Alfred University is Leading the Fight Against Campus Rape Culture--with a Public Reckoning


Alfred University is Leading the Fight Against Campus Rape Culture—with a Public Reckoning


This time last year, eight women steeled themselves to take the stage for a town hall meeting on sexual assault in the hills of Western New York. Brought together by artist Traci Molloy, this was the first moment that many of these women, all current or former students of Alfred University (AU), publicly acknowledged the grim fact that their bodies were violated, or the sadness, guilt and humiliation of being groped or raped. In the moments leading up to the event, one panelist shook uncontrollably; another momentarily retreated inside of herself.
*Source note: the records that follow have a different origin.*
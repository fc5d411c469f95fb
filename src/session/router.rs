//! Inbound message routing
//!
//! Decodes each raw frame and applies it to the store through exactly one
//! handler. Routing never fails outward: malformed, stale, and unknown frames
//! are logged and dropped, and a handler that errors or panics costs only its
//! own event.

use std::panic::{catch_unwind, AssertUnwindSafe};

use tracing::{debug, error, warn};

use super::protocol::{decode_frame, InboundEvent};
use crate::error::Result;
use crate::state::{
    LivePreview, MergeOutcome, Notification, ProgressStatus, ServerInfo, Severity, StoreHandle,
};

/// What happened to one inbound frame
#[derive(Debug, Clone, PartialEq, Eq)]
pub enum Dispatch {
    /// A handler applied the event
    Applied(&'static str),
    /// The event named another session or a superseded request
    Stale,
    /// Unknown tag, ignored
    Ignored { tag: String },
    /// Not valid JSON, no tag, or an invalid payload for a known tag
    Malformed,
    /// Decoded but refused by the store
    Rejected,
}

/// Routes inbound frames into the session store
#[derive(Clone)]
pub struct MessageRouter {
    store: StoreHandle,
}

impl MessageRouter {
    pub fn new(store: StoreHandle) -> Self {
        Self { store }
    }

    pub fn dispatch(&self, raw: &str) -> Dispatch {
        let frame = match decode_frame(raw) {
            Ok(frame) => frame,
            Err(e) => {
                warn!("Dropping inbound frame: {}", e);
                return Dispatch::Malformed;
            }
        };

        if let Some(session_id) = frame.session_id.as_deref() {
            let ours = self.store.read().session_id() == session_id;
            if !ours {
                debug!("Dropping {} for session {}", frame.event.tag(), session_id);
                return Dispatch::Stale;
            }
        }

        let tag = frame.event.tag().to_string();
        contain(&tag, || self.apply(frame.event))
    }

    fn apply(&self, event: InboundEvent) -> Result<Dispatch> {
        match event {
            InboundEvent::Progress(p) => {
                self.store.write().set_progress(ProgressStatus {
                    request_id: p.request_id,
                    percent: p.progress,
                    stage: p.stage,
                    message: p.message,
                });
                Ok(Dispatch::Applied("progress"))
            }

            InboundEvent::StreamingCandidate(s) if s.partial => {
                let applied = self.store.write().apply_partial(s.request_id, s.candidate)?;
                Ok(if applied {
                    Dispatch::Applied("partial")
                } else {
                    Dispatch::Stale
                })
            }

            InboundEvent::StreamingCandidate(s) => {
                match self.store.write().apply_complete(s.request_id, s.candidate)? {
                    MergeOutcome::Stale => Ok(Dispatch::Stale),
                    MergeOutcome::Inserted | MergeOutcome::Replaced => {
                        Ok(Dispatch::Applied("complete"))
                    }
                }
            }

            InboundEvent::LivePreview(p) => {
                let applied = self.store.write().apply_preview(LivePreview {
                    request_id: p.request_id,
                    text: p.text,
                    confidence: p.confidence,
                })?;
                Ok(if applied {
                    Dispatch::Applied("livePreview")
                } else {
                    Dispatch::Stale
                })
            }

            InboundEvent::ContextUpdate(c) => {
                self.store.write().push_context(c.context);
                Ok(Dispatch::Applied("contextUpdate"))
            }

            InboundEvent::AssistantResponse(a) => {
                self.store.write().push_assistant_response(a.response);
                Ok(Dispatch::Applied("assistantResponse"))
            }

            InboundEvent::Error(e) => {
                warn!("Server error: {}", e.message);
                let mut notification = Notification::new(Severity::Error, e.message);
                notification.code = e.code;

                // The backend reports failures without a request id; those
                // end whichever request is in flight.
                let mut store = self.store.write();
                let request_id = e
                    .request_id
                    .or_else(|| store.active_request().map(str::to_string));
                store.push_notification(notification);
                if let Some(request_id) = request_id.as_deref() {
                    store.finish_request(request_id);
                }
                Ok(Dispatch::Applied("error"))
            }

            InboundEvent::Notification(n) => {
                let mut notification = Notification::new(n.severity, n.message);
                notification.code = n.code;
                self.store.write().push_notification(notification);
                Ok(Dispatch::Applied("notification"))
            }

            InboundEvent::HandshakeAck(ack) => {
                self.store.write().set_server_info(ServerInfo {
                    message: ack.message,
                    features: ack.features,
                });
                Ok(Dispatch::Applied("handshakeAck"))
            }

            InboundEvent::Unknown { tag, .. } => {
                warn!("Ignoring unknown event type '{}'", tag);
                Ok(Dispatch::Ignored { tag })
            }
        }
    }
}

/// Run one handler; an error or a panic rejects only this event
fn contain(tag: &str, handler: impl FnOnce() -> Result<Dispatch>) -> Dispatch {
    match catch_unwind(AssertUnwindSafe(handler)) {
        Ok(Ok(dispatch)) => {
            debug!("Routed {} -> {:?}", tag, dispatch);
            dispatch
        }
        Ok(Err(e)) => {
            warn!("Rejected {} event: {}", tag, e);
            Dispatch::Rejected
        }
        Err(_) => {
            error!("Handler for {} panicked; event dropped", tag);
            Dispatch::Rejected
        }
    }
}
//! Candidate ranking policy
//!
//! The "best" candidate is the one with the highest combined score. Ties go to
//! the earliest arrival, and candidates without a usable score rank last.
//!
//! Presentation sorts are separate: they return a borrowed view and never
//! touch stored order or selection.

use super::candidate::Candidate;

/// Key for presentation-only re-sorting
#[derive(Debug, Clone, PartialEq, Eq)]
pub enum SortKey {
    /// Arrival order (stored order)
    Arrival,
    /// `scores.combined`, descending
    Combined,
    /// `uncertaintyScores.confidence`, descending
    Confidence,
    /// A named entry in `scores`, descending
    Score(String),
}

fn rank_value(value: Option<f64>) -> f64 {
    value.unwrap_or(f64::NEG_INFINITY)
}

/// Pick the best candidate: highest combined score, first arrival wins ties
pub fn best_candidate(candidates: &[Candidate]) -> Option<&Candidate> {
    let mut iter = candidates.iter();
    let mut best = iter.next()?;
    let mut best_value = rank_value(best.combined_score());

    for candidate in iter {
        let value = rank_value(candidate.combined_score());
        // Strictly greater keeps the earlier arrival on ties
        if value > best_value {
            best = candidate;
            best_value = value;
        }
    }

    Some(best)
}

/// Sorted view of the candidates for display
///
/// The sort is stable, so equal keys keep arrival order.
pub fn sorted_view<'a>(candidates: &'a [Candidate], key: &SortKey) -> Vec<&'a Candidate> {
    let mut view: Vec<&Candidate> = candidates.iter().collect();

    let value_of = |c: &Candidate| -> f64 {
        match key {
            SortKey::Arrival => 0.0,
            SortKey::Combined => rank_value(c.combined_score()),
            SortKey::Confidence => rank_value(c.confidence()),
            SortKey::Score(name) => rank_value(c.score(name)),
        }
    };

    if *key != SortKey::Arrival {
        view.sort_by(|a, b| value_of(b).total_cmp(&value_of(a)));
    }

    view
}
But on stage that evening, they celebrated the power of having a platform for their stories. We suffered in silence and felt shame, but it was not our fault,” one survivor said, “I’ve always hoped that someday people would listen to my story. Now that I see it happening, I finally feel a sense of freedom.”

For the past two years, Molloy has interviewed and painted portraits of over 20 AU women connected by the common bonds of surviving sexual assault or sexual harassment. Her work entered campus life in two forms: through public engagement and open discussions moderated by the artist herself, and by way of her portraits of survivors, hung as banners, that lined the walkway of Alfred University’s Academic Alley in 2018 during Sexual Assault Awareness Month and again during new student orientation.



(via the NASPA blog)

Handwritten text below each portrait tells us what happened, in her own words. Collectively, they tell us:

I was naive and flattered that he picked me out of all the others.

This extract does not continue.